IndiaFinBench: An Evaluation Benchmark for Large Language Model Performance on Indian Financial Regulatory Text
Summary: arXiv:2604.19298v1 Announce Type: cross
Abstract
We introduce IndiaFinBench, the first publicly available evaluation benchmark specifically designed for assessing large language model (LLM) performance on Indian financial regulatory text. Traditional financial NLP benchmarks predominantly rely on Western financial corpora, such as SEC filings, US earnings reports, and English-language financial news. This focus leaves a significant gap in the coverage of non-Western regulatory frameworks, particularly those relevant to India.
Overview of IndiaFinBench
IndiaFinBench aims to fill this gap by providing a comprehensive dataset consisting of 406 expert-annotated question-answer pairs derived from 192 documents sourced from prominent Indian regulatory bodies, including the Securities and Exchange Board of India (SEBI) and the Reserve Bank of India (RBI). The benchmark encompasses four distinct task types:
- Regulatory Interpretation: 174 items
- Numerical Reasoning: 92 items
- Contradiction Detection: 62 items
- Temporal Reasoning: 78 items
Annotation Quality
The quality of the annotations has been rigorously validated. A model-based secondary pass achieved a kappa score of 0.918 on contradiction detection, showcasing high reliability in the data. Additionally, a human inter-annotator agreement evaluation involving 60 items yielded a kappa score of 0.611, with an overall agreement rate of 76.7%. This validation process ensures that the benchmark is both reliable and robust for evaluating LLMs.
Model Evaluation
To assess the efficacy of various LLMs, we evaluated twelve different models under zero-shot conditions.

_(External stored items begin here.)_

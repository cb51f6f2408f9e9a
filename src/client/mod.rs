use std::{path::PathBuf, sync::Arc, time::Duration};

use anyhow::Result;
use tokio_util::sync::CancellationToken;
use tracing::{error, info};

use crate::{
    platform::{AppProvider, GenericAppProvider},
    shutdown,
    utils::clock::{Clock, DefaultClock},
};

use config::Config;
use queue::RetryCache;
use sampler::SamplerModule;
use status::StatusModule;
use tracker::SessionTracker;
use uploader::{HttpSink, UploadModule};

pub mod args;
pub mod config;
pub mod queue;
pub mod sampler;
pub mod status;
pub mod tracker;
pub mod uploader;

/// Minimum time an application must stay focused before its session produces
/// an interval. Shorter switches are treated as focus flicker.
const MIN_SESSION_DURATION: chrono::Duration = chrono::Duration::seconds(1);

/// Represents the starting point for the client daemon.
pub async fn start_client(dir: PathBuf) -> Result<()> {
    let config = Config::load(&dir.join("config.json"))?;
    info!("Starting client for device {:?}", config.device_name);

    let provider = GenericAppProvider::new(config.monitor_mode)?;
    run_client(dir, config, provider).await
}

pub async fn run_client(
    dir: PathBuf,
    config: Config,
    provider: impl AppProvider + 'static,
) -> Result<()> {
    let clock = DefaultClock;
    let shutdown_token = CancellationToken::new();

    let tracker = Arc::new(SessionTracker::new(MIN_SESSION_DURATION));
    let cache = Arc::new(RetryCache::open(dir.join("cache.json")).await);

    let sampler = SamplerModule::new(
        tracker.clone(),
        Box::new(provider),
        Duration::from_secs(config.sample_interval_seconds),
        shutdown_token.clone(),
        Box::new(clock),
    );

    let uploader = UploadModule::new(
        tracker.clone(),
        cache.clone(),
        HttpSink::new(&config)?,
        Duration::from_secs(config.upload_interval_seconds),
        shutdown_token.clone(),
        Box::new(DefaultClock),
    );

    let status = StatusModule::new(
        tracker.clone(),
        &config,
        Duration::from_secs(config.status_interval_seconds),
        shutdown_token.clone(),
        Box::new(DefaultClock),
    )?;

    let (_, sampler_result, uploader_result, status_result) = tokio::join!(
        shutdown::detect_shutdown(shutdown_token),
        sampler.run(),
        uploader.run(),
        status.run(),
    );

    if let Err(e) = sampler_result {
        error!("Sampler module got an error {:?}", e);
    }
    if let Err(e) = uploader_result {
        error!("Upload module got an error {:?}", e);
    }
    if let Err(e) = status_result {
        error!("Status module got an error {:?}", e);
    }

    // Whatever was still open when the loops stopped goes to the cache so the
    // next start can deliver it.
    let leftovers = tracker.flush(DefaultClock.time());
    if !leftovers.is_empty() {
        cache.add(leftovers).await;
    }

    Ok(())
}

#[cfg(test)]
mod client_tests {
    use std::{sync::Arc, time::Duration};

    use anyhow::Result;
    use tempfile::tempdir;
    use tokio_util::sync::CancellationToken;

    use crate::{
        client::{
            config::{Config, MonitorMode},
            queue::RetryCache,
            sampler::SamplerModule,
            status::StatusModule,
            tracker::SessionTracker,
            uploader::{HttpSink, UploadModule},
        },
        platform::MockAppProvider,
        server::{
            reconcile::{ReconcilePolicy, Reconciler},
            routes::{build_router, AppState},
            store::UsageStore,
        },
        utils::{clock::DefaultClock, logging::TEST_LOGGING},
    };

    fn test_config(addr: std::net::SocketAddr) -> Config {
        Config {
            device_name: "test-device".into(),
            api_base_url: format!("http://{addr}/api/v1"),
            api_key: "k1".into(),
            monitor_mode: MonitorMode::Topmost,
            sample_interval_seconds: 1,
            upload_interval_seconds: 2,
            status_interval_seconds: 1,
        }
    }

    /// Very simple smoke test running the real modules against a real server
    /// on an ephemeral port. It can be improved by warping time so that it
    /// takes 10 times less time, but for now we have what we have.
    #[tokio::test]
    async fn smoke_test_client_against_server() -> Result<()> {
        *TEST_LOGGING;

        let state = Arc::new(AppState {
            store: UsageStore::in_memory(),
            reconciler: Reconciler::new(ReconcilePolicy::default()),
        });
        let listener = tokio::net::TcpListener::bind("127.0.0.1:0").await?;
        let addr = listener.local_addr()?;
        let router = build_router(state.clone());
        let server = tokio::spawn(async move {
            axum::serve(listener, router).await.unwrap();
        });

        let mut provider = MockAppProvider::new();
        provider
            .expect_current_app()
            .returning(|| Ok(Some("alpha".into())));

        let config = test_config(addr);
        let shutdown_token = CancellationToken::new();
        let tracker = Arc::new(SessionTracker::new(chrono::Duration::seconds(1)));
        let dir = tempdir()?;
        let cache = Arc::new(RetryCache::open(dir.path().join("cache.json")).await);

        let sampler = SamplerModule::new(
            tracker.clone(),
            Box::new(provider),
            Duration::from_secs(1),
            shutdown_token.clone(),
            Box::new(DefaultClock),
        );
        let uploader = UploadModule::new(
            tracker.clone(),
            cache.clone(),
            HttpSink::new(&config)?,
            Duration::from_secs(2),
            shutdown_token.clone(),
            Box::new(DefaultClock),
        );
        let status = StatusModule::new(
            tracker.clone(),
            &config,
            Duration::from_secs(1),
            shutdown_token.clone(),
            Box::new(DefaultClock),
        )?;

        let (_, sampler_result, uploader_result, status_result) = tokio::join!(
            async {
                tokio::time::sleep(Duration::from_millis(5500)).await;
                shutdown_token.cancel()
            },
            sampler.run(),
            uploader.run(),
            status.run(),
        );
        sampler_result?;
        uploader_result?;
        status_result?;
        server.abort();

        // The contiguous alpha session merged into a single growing record.
        let rows = state.store.query_usage(Some("test-device"), None).await;
        assert!(!rows.is_empty());
        assert!(rows.iter().all(|r| &*r.app_name == "alpha"));
        assert!(rows.iter().map(|r| r.duration_seconds).sum::<i64>() >= 2);

        // Nothing failed, so nothing should be waiting in the retry cache.
        assert!(cache.is_empty().await);

        // The status channel registered liveness after the device appeared.
        let device = state.store.get_device("test-device").await.unwrap();
        assert!(device.last_seen.is_some());
        assert_eq!(device.current_app, "alpha");
        Ok(())
    }
}
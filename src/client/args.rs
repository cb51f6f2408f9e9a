use std::path::PathBuf;

use clap::Parser;
use tracing::level_filters::LevelFilter;


#[derive(Parser)]
pub struct ClientArgs {
  #[arg(long)]
  pub force: bool,
  #[arg(long)]
  pub dir: Option<PathBuf>,
  /// This option is for debugging purposes only.
  #[arg(long = "log-console")]
  pub log_console : bool,
  #[arg(long = "log-filter")]
  pub log: Option<LevelFilter>
}
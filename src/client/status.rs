use std::{sync::Arc, time::Duration};

use anyhow::Result;
use tokio_util::sync::CancellationToken;
use tracing::{debug, warn};

use crate::{api::StatusUpload, utils::clock::Clock};

use super::{config::Config, tracker::SessionTracker};

/// Liveness channel: periodically reports the currently focused app so the
/// server can mark the device online. Unlike usage uploads this is purely
/// fire-and-forget; a missed beat carries no data worth retrying.
pub struct StatusModule {
    tracker: Arc<SessionTracker>,
    client: reqwest::Client,
    url: String,
    api_key: String,
    status_frequency: Duration,
    shutdown: CancellationToken,
    time_provider: Box<dyn Clock>,
}

impl StatusModule {
    pub fn new(
        tracker: Arc<SessionTracker>,
        config: &Config,
        status_frequency: Duration,
        shutdown: CancellationToken,
        time_provider: Box<dyn Clock>,
    ) -> Result<Self> {
        Ok(Self {
            tracker,
            client: reqwest::Client::builder()
                .timeout(Duration::from_secs(10))
                .build()?,
            url: format!(
                "{}/devices/{}/status",
                config.api_base_url.trim_end_matches('/'),
                urlencoding(&config.device_name),
            ),
            api_key: config.api_key.clone(),
            status_frequency,
            shutdown,
            time_provider,
        })
    }

    pub async fn run(self) -> Result<()> {
        let mut beat_point = self.time_provider.instant();
        loop {
            beat_point += self.status_frequency;

            self.beat().await;

            tokio::select! {
                _ = self.shutdown.cancelled() => {
                    return Ok(())
                }
                _ = self.time_provider.sleep_until(beat_point) => ()
            }
        }
    }

    async fn beat(&self) {
        let body = StatusUpload {
            api_key: self.api_key.clone(),
            current_app: self
                .tracker
                .current_app()
                .map(|v| v.to_string())
                .unwrap_or_default(),
        };

        match self.client.post(&self.url).json(&body).send().await {
            Ok(response) if response.status().is_success() => {
                debug!("Status upload succeeded: {:?}", body.current_app)
            }
            Ok(response) => {
                warn!("Status upload rejected with status {}", response.status())
            }
            Err(e) => {
                warn!("Status upload failed: {e:?}")
            }
        }
    }
}

/// Percent-encodes the path segment characters that matter for device names.
fn urlencoding(segment: &str) -> String {
    segment
        .chars()
        .flat_map(|c| {
            if c.is_ascii_alphanumeric() || matches!(c, '-' | '_' | '.' | '~') {
                vec![c.to_string()]
            } else {
                c.to_string()
                    .into_bytes()
                    .into_iter()
                    .map(|b| format!("%{b:02X}"))
                    .collect()
            }
        })
        .collect()
}

#[cfg(test)]
mod tests {
    use super::urlencoding;

    #[test]
    fn device_names_are_path_safe() {
        assert_eq!(urlencoding("DESKTOP-001"), "DESKTOP-001");
        assert_eq!(urlencoding("my laptop"), "my%20laptop");
        assert_eq!(urlencoding("dev/ops"), "dev%2Fops");
    }
}
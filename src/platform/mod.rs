//! Abstraction over the platform signal "which application is in the
//! foreground right now". The tracking core only ever sees the stream of app
//! names this module produces; how they are obtained is a backend detail.

#[cfg(feature = "win")]
pub mod win;
#[cfg(feature = "x11")]
pub mod x11;

#[cfg(feature = "win")]
extern crate windows;

#[cfg(feature = "x11")]
extern crate xcb;

use std::sync::Arc;

use anyhow::{bail, Result};

use crate::client::config::MonitorMode;

/// Contract platform backends must implement. Returning `None` means no
/// application currently holds focus (lock screen, empty desktop), which the
/// tracker treats as the end of the open session.
#[cfg_attr(test, mockall::automock)]
pub trait AppProvider: Send {
    fn current_app(&mut self) -> Result<Option<Arc<str>>>;
}

/// Cross-platform [AppProvider] choosing a backend at compile time.
pub struct GenericAppProvider {
    inner: Box<dyn AppProvider>,
}

impl GenericAppProvider {
    /// Builds the backend for `mode`. Every backend so far only watches the
    /// single topmost window, so the other modes are rejected here rather
    /// than degraded silently.
    pub fn new(mode: MonitorMode) -> Result<Self> {
        if mode != MonitorMode::Topmost {
            bail!("Monitor mode {mode:?} is not implemented, only topmost tracking is available");
        }
        cfg_if::cfg_if! {
            if #[cfg(feature = "win")] {
                use win::WindowsAppProvider;
                Ok(Self {
                    inner: Box::new(WindowsAppProvider::new()),
                })
            }
            else if #[cfg(feature = "x11")] {
                use x11::X11AppProvider;
                Ok(Self {
                    inner: Box::new(X11AppProvider::new()?),
                })
            }
            else {
                // This runtime error is needed to allow the project to be compiled for during testing.
                unimplemented!("No app provider backend was specified")
            }
        }
    }
}

impl AppProvider for GenericAppProvider {
    fn current_app(&mut self) -> Result<Option<Arc<str>>> {
        self.inner.current_app()
    }
}

/// Normalizes a full executable path into the app name reported to the
/// server: the file name without its extension, lowercased.
pub fn app_name_from_exe(path: &str) -> Option<Arc<str>> {
    let file = path.rsplit(['/', '\\']).next()?;
    let stem = file.strip_suffix(".exe").unwrap_or(file);
    if stem.is_empty() {
        return None;
    }
    Some(stem.to_lowercase().into())
}

#[cfg(test)]
mod tests {
    use crate::client::config::MonitorMode;

    use super::{app_name_from_exe, GenericAppProvider};

    #[test]
    fn unimplemented_monitor_modes_are_rejected() {
        assert!(GenericAppProvider::new(MonitorMode::Foreground).is_err());
        assert!(GenericAppProvider::new(MonitorMode::All).is_err());
    }

    #[test]
    fn exe_path_becomes_app_name() {
        assert_eq!(
            app_name_from_exe("C:\\Program Files\\Chrome\\chrome.exe").as_deref(),
            Some("chrome")
        );
        assert_eq!(app_name_from_exe("/usr/bin/Firefox").as_deref(), Some("firefox"));
        assert_eq!(app_name_from_exe(""), None);
    }
}
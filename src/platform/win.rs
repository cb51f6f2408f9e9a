use std::sync::Arc;

use anyhow::{anyhow, Result};
use tracing::error;
use windows::{
    core::PWSTR,
    Win32::{
        Foundation::{CloseHandle, BOOL},
        System::Threading::{
            OpenProcess, QueryFullProcessImageNameW, PROCESS_NAME_WIN32,
            PROCESS_QUERY_LIMITED_INFORMATION,
        },
        UI::WindowsAndMessaging::{GetForegroundWindow, GetWindowThreadProcessId},
    },
};

use super::{app_name_from_exe, AppProvider};

fn foreground_exe() -> Result<Option<String>> {
    let window = unsafe { GetForegroundWindow() };
    if window.is_invalid() {
        // No window holds focus, e.g. on the lock screen.
        return Ok(None);
    }

    let mut id = 0u32;
    unsafe { GetWindowThreadProcessId(window, Some(&mut id)) };
    if id == 0 {
        return Err(anyhow!("Failed to resolve foreground window process"));
    }

    let process_handle = unsafe {
        OpenProcess(PROCESS_QUERY_LIMITED_INFORMATION, BOOL::from(false), id)
    }
    .inspect_err(|e| error!("Failed to open process {e:?}"))?;

    let mut text: [u16; 4096] = [0; 4096];
    let mut length = text.len() as u32;
    let query = unsafe {
        QueryFullProcessImageNameW(
            process_handle,
            PROCESS_NAME_WIN32,
            PWSTR(text.as_mut_ptr()),
            &mut length,
        )
    };

    unsafe { CloseHandle(process_handle) }
        .inspect_err(|e| error!("Failed to close handle {e:?}"))?;

    query?;
    Ok(Some(String::from_utf16_lossy(&text[..length as usize])))
}

pub struct WindowsAppProvider {}

impl WindowsAppProvider {
    pub fn new() -> Self {
        Self {}
    }
}

impl Default for WindowsAppProvider {
    fn default() -> Self {
        Self::new()
    }
}

impl AppProvider for WindowsAppProvider {
    fn current_app(&mut self) -> Result<Option<Arc<str>>> {
        let exe = foreground_exe()
            .inspect_err(|e| error!("Failed to get foreground application {e:?}"))?;
        Ok(exe.as_deref().and_then(app_name_from_exe))
    }
}
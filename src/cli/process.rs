use std::{env, path::Path, process::Stdio};

use anyhow::Result;
use sysinfo::{get_current_pid, Signal, System};

use super::daemon_path::to_daemon_path;

/// Terminates every running instance of the client daemon executable.
pub fn kill_previous_daemons() {
    let daemon = to_daemon_path(env::current_exe().expect("Can't operate without an executable"));
    kill_matching(&daemon);
}

fn kill_matching(name: &Path) {
    let system = System::new_all();
    let current_id = get_current_pid().unwrap();
    for (pid, process) in system.processes().iter() {
        if *pid == current_id {
            continue;
        }
        if matches!(process.parent(), Some(p) if p == current_id) {
            continue;
        }

        if process
            .exe()
            .filter(|v| v.exists())
            .filter(|v| name == *v)
            .is_some()
        {
            // This will forcefully terminate the process on Windows. Anything better will require a
            // lot more work.
            if process.kill_with(Signal::Term).is_none() {
                process.kill();
            }
            process.wait();
        }
    }
}

/// Shuts down any previous client daemon and starts a new one as a detached
/// process.
pub fn restart_daemon() -> Result<()> {
    let daemon = to_daemon_path(env::current_exe().expect("Can't operate without an executable"));
    kill_matching(&daemon);

    let mut command = std::process::Command::new(daemon);

    #[cfg(feature = "win")]
    {
        use std::os::windows::process::CommandExt;
        use windows::Win32::System::Threading::DETACHED_PROCESS;
        command.creation_flags(DETACHED_PROCESS.0);
    }
    #[cfg(unix)]
    {
        use std::os::unix::process::CommandExt;
        command.process_group(0);
        command.stdin(Stdio::null());
        command.stdout(Stdio::null());
    }

    println!("Spawning client daemon");
    #[allow(clippy::zombie_processes)]
    let _ = command.spawn()?;
    println!("Success");
    Ok(())
}
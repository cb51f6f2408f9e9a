use std::collections::HashMap;

use chrono::{DateTime, Datelike, Duration, Utc};
use tracing::{debug, info, warn};

use crate::api::{UsageItem, UsageUpload, UsageRow};

use super::store::{Device, UsageStore};

/// Tolerances of the merge pipeline. All of them are deployment knobs; the
/// defaults match what the clients are tuned against.
#[derive(Debug, Clone)]
pub struct ReconcilePolicy {
    /// Maximum gap between a stored record's end and a new interval's start
    /// that still counts as continuous usage.
    pub merge_tolerance: Duration,
    /// Allowed deviation between client timestamps and server wall clock.
    pub skew_tolerance: Duration,
    /// Cap on a single interval's length.
    pub max_duration: Duration,
    /// Intervals dated before this year are treated as garbage clocks.
    pub min_plausible_year: i32,
}

impl Default for ReconcilePolicy {
    fn default() -> Self {
        Self {
            merge_tolerance: Duration::seconds(5),
            skew_tolerance: Duration::minutes(10),
            max_duration: Duration::hours(24),
            min_plausible_year: 2020,
        }
    }
}

impl ReconcilePolicy {
    /// Per-interval plausibility check. Failing items are dropped
    /// individually; the rest of the batch still applies.
    fn validate(&self, item: &UsageItem, now: DateTime<Utc>) -> bool {
        !item.app_name.is_empty()
            && item.end_time > item.start_time
            && item.start_time.year() >= self.min_plausible_year
            && item.end_time <= now + self.skew_tolerance
            && item.start_time >= now - self.skew_tolerance - self.max_duration
            && item.end_time - item.start_time <= self.max_duration
    }
}

/// Result of applying one batch.
#[derive(Debug, PartialEq, Eq)]
pub enum BatchOutcome {
    /// Batch applied; counts are (merged-into-existing, inserted, dropped).
    Accepted {
        extended: usize,
        inserted: usize,
        dropped: usize,
    },
    /// Whole batch refused because the api key didn't match the registered
    /// one. No store mutation happened.
    Unauthorized,
}

/// Merges repeatedly-delivered interval batches into the canonical per-device
/// per-app timeline.
pub struct Reconciler {
    policy: ReconcilePolicy,
}

impl Reconciler {
    pub fn new(policy: ReconcilePolicy) -> Self {
        Self { policy }
    }

    /// Applies one upload as a single unit of work against the store. An
    /// unknown device is registered with the submitted key (first write
    /// wins); a known device must present the stored key or nothing applies.
    pub async fn process(
        &self,
        store: &UsageStore,
        upload: UsageUpload,
        now: DateTime<Utc>,
    ) -> BatchOutcome {
        let mut state = store.state.write().await;

        match state.devices.get(&upload.device_name) {
            Some(device) => {
                if device.api_key != upload.api_key {
                    warn!("Rejecting batch for {:?}: api key mismatch", upload.device_name);
                    return BatchOutcome::Unauthorized;
                }
            }
            None => {
                info!("Registering new device {:?}", upload.device_name);
                state.devices.insert(
                    upload.device_name.clone(),
                    Device {
                        device_name: upload.device_name.clone(),
                        api_key: upload.api_key.clone(),
                        current_app: String::new(),
                        last_seen: None,
                    },
                );
            }
        }

        let mut valid: Vec<UsageItem> = upload
            .usages
            .iter()
            .filter(|u| {
                let ok = self.policy.validate(u, now);
                if !ok {
                    debug!("Dropping implausible interval {u:?}");
                }
                ok
            })
            .cloned()
            .collect();
        let dropped = upload.usages.len() - valid.len();
        valid.sort_by_key(|u| u.start_time);

        // Per app, the record subsequent intervals compare against. Seeded
        // from the store on first sight, then chased through the batch so a
        // contiguous run keeps extending the same row.
        let mut current: HashMap<String, Option<usize>> = HashMap::new();
        let mut extended = 0usize;
        let mut inserted = 0usize;

        for item in valid {
            let app_key = item.app_name.to_string();
            let slot = current
                .entry(app_key)
                .or_insert_with(|| state.latest_record(&upload.device_name, &item.app_name));

            let can_extend = slot.is_some_and(|i| {
                let row = &state.usages[i];
                item.start_time >= row.end_time
                    && item.start_time <= row.end_time + self.policy.merge_tolerance
            });

            if can_extend {
                let row = &mut state.usages[slot.unwrap()];
                // end_time never decreases once written.
                if item.end_time > row.end_time {
                    row.end_time = item.end_time;
                    row.duration_seconds = (row.end_time - row.start_time).num_seconds();
                }
                extended += 1;
            } else {
                let index = state.insert_usage(UsageRow {
                    id: 0,
                    device_name: upload.device_name.clone(),
                    app_name: item.app_name.clone(),
                    start_time: item.start_time,
                    end_time: item.end_time,
                    duration_seconds: item.duration_seconds(),
                });
                *slot = Some(index);
                inserted += 1;
            }
        }

        info!(
            "Batch for {:?}: {extended} extended, {inserted} inserted, {dropped} dropped",
            upload.device_name
        );
        BatchOutcome::Accepted {
            extended,
            inserted,
            dropped,
        }
    }
}

// Known gap, kept deliberately: redelivery of a batch that was already merged
// compares the old interval's start against the already-extended end. The
// start then falls strictly before the stored end, the extension test fails,
// and a duplicate row is inserted. Resolving it would change the tolerance
// semantics the clients are calibrated against, so it stays documented
// instead of fixed.
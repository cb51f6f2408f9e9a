//! Client/server pair for tracking which application a device is actively
//! using. The client watches the foreground app, buffers usage intervals
//! across restarts and offline periods, and the server reconciles the
//! repeatedly-delivered batches into one deduplicated timeline per device and
//! application.

pub mod api;
pub mod cli;
pub mod client;
pub mod fs;
pub mod platform;
pub mod server;
pub mod shutdown;
pub mod utils;
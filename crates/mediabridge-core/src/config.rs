//! Bridge configuration.

use std::time::Duration;

use crate::error::{BridgeError, Result};

/// Alignment the native video callbacks expect for plane buffers.
pub const DEFAULT_BUFFER_ALIGNMENT: usize = 32;

/// Default deadline for a blocking `start()`.
pub const DEFAULT_START_TIMEOUT: Duration = Duration::from_secs(10);

/// Configuration shared by every object created from one [`MediaBridge`](crate::MediaBridge).
#[derive(Debug, Clone)]
pub struct BridgeConfig {
    /// Byte alignment for direct-rendering plane buffers (power of two)
    pub buffer_alignment: usize,
    /// Deadline used by `ControlsService::start`
    pub start_timeout: Duration,
    /// Log every dispatched event at trace level
    pub trace_events: bool,
    /// Arguments for engine construction, passed through untouched
    pub engine_args: Vec<String>,
}

impl Default for BridgeConfig {
    fn default() -> Self {
        Self {
            buffer_alignment: DEFAULT_BUFFER_ALIGNMENT,
            start_timeout: DEFAULT_START_TIMEOUT,
            trace_events: false,
            engine_args: Vec::new(),
        }
    }
}

impl BridgeConfig {
    /// Default configuration with environment overrides applied.
    ///
    /// - `MEDIABRIDGE_BUFFER_ALIGNMENT`: plane buffer alignment in bytes
    /// - `MEDIABRIDGE_START_TIMEOUT_MS`: blocking start deadline
    /// - `MEDIABRIDGE_TRACE_EVENTS`: `1`/`true` to trace every event
    pub fn from_env() -> Self {
        let mut config = Self::default();

        if let Ok(value) = std::env::var("MEDIABRIDGE_BUFFER_ALIGNMENT") {
            match value.parse::<usize>() {
                Ok(alignment) if alignment.is_power_of_two() => {
                    config.buffer_alignment = alignment;
                }
                _ => tracing::warn!(
                    "Ignoring MEDIABRIDGE_BUFFER_ALIGNMENT={value:?}: expected a power of two"
                ),
            }
        }

        if let Ok(value) = std::env::var("MEDIABRIDGE_START_TIMEOUT_MS") {
            match value.parse::<u64>() {
                Ok(ms) => config.start_timeout = Duration::from_millis(ms),
                Err(_) => tracing::warn!(
                    "Ignoring MEDIABRIDGE_START_TIMEOUT_MS={value:?}: expected milliseconds"
                ),
            }
        }

        config.trace_events = std::env::var("MEDIABRIDGE_TRACE_EVENTS")
            .map(|v| v == "1" || v.to_lowercase() == "true")
            .unwrap_or(false);

        config
    }

    /// Checks invariants the rest of the crate relies on.
    pub fn validate(&self) -> Result<()> {
        if !self.buffer_alignment.is_power_of_two() {
            return Err(BridgeError::InvalidAlignment(self.buffer_alignment));
        }
        Ok(())
    }
}

#[cfg(test)]
mod tests {
    use super::*;

    #[test]
    fn test_defaults() {
        let config = BridgeConfig::default();
        assert_eq!(config.buffer_alignment, 32);
        assert_eq!(config.start_timeout, Duration::from_secs(10));
        assert!(!config.trace_events);
        assert!(config.validate().is_ok());
    }

    #[test]
    fn test_validate_rejects_odd_alignment() {
        let config = BridgeConfig {
            buffer_alignment: 24,
            ..Default::default()
        };
        assert_eq!(config.validate(), Err(BridgeError::InvalidAlignment(24)));

        let config = BridgeConfig {
            buffer_alignment: 0,
            ..Default::default()
        };
        assert!(config.validate().is_err());
    }
}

The accuracy of these models varied significantly, ranging from 70.4% for Gemma 4 E4B to an impressive 89.7% for Gemini 2.5 Flash. Notably, all models outperformed a non-specialist human baseline, which recorded an accuracy of merely 60.0%. This finding underlines the potential of LLMs in understanding complex financial regulatory texts.
Task Discrimination and Statistical Analysis
Among the different tasks, numerical reasoning emerged as the most discriminative, with a notable 35.9 percentage-point spread in performance across the evaluated models. To further validate these findings, we conducted bootstrap significance testing with 10,000 resamples, which identified three statistically distinct performance tiers among the models. This statistical rigor enhances the credibility of IndiaFinBench as a reliable benchmark for future research.
Availability
The dataset, evaluation code, and all model outputs related to IndiaFinBench are publicly available at the following link: https://github.com/rajveerpall/IndiaFinBench. Researchers and practitioners in the field of financial NLP are encouraged to utilize this resource to further advance the understanding and application of LLMs in the context of Indian financial regulations.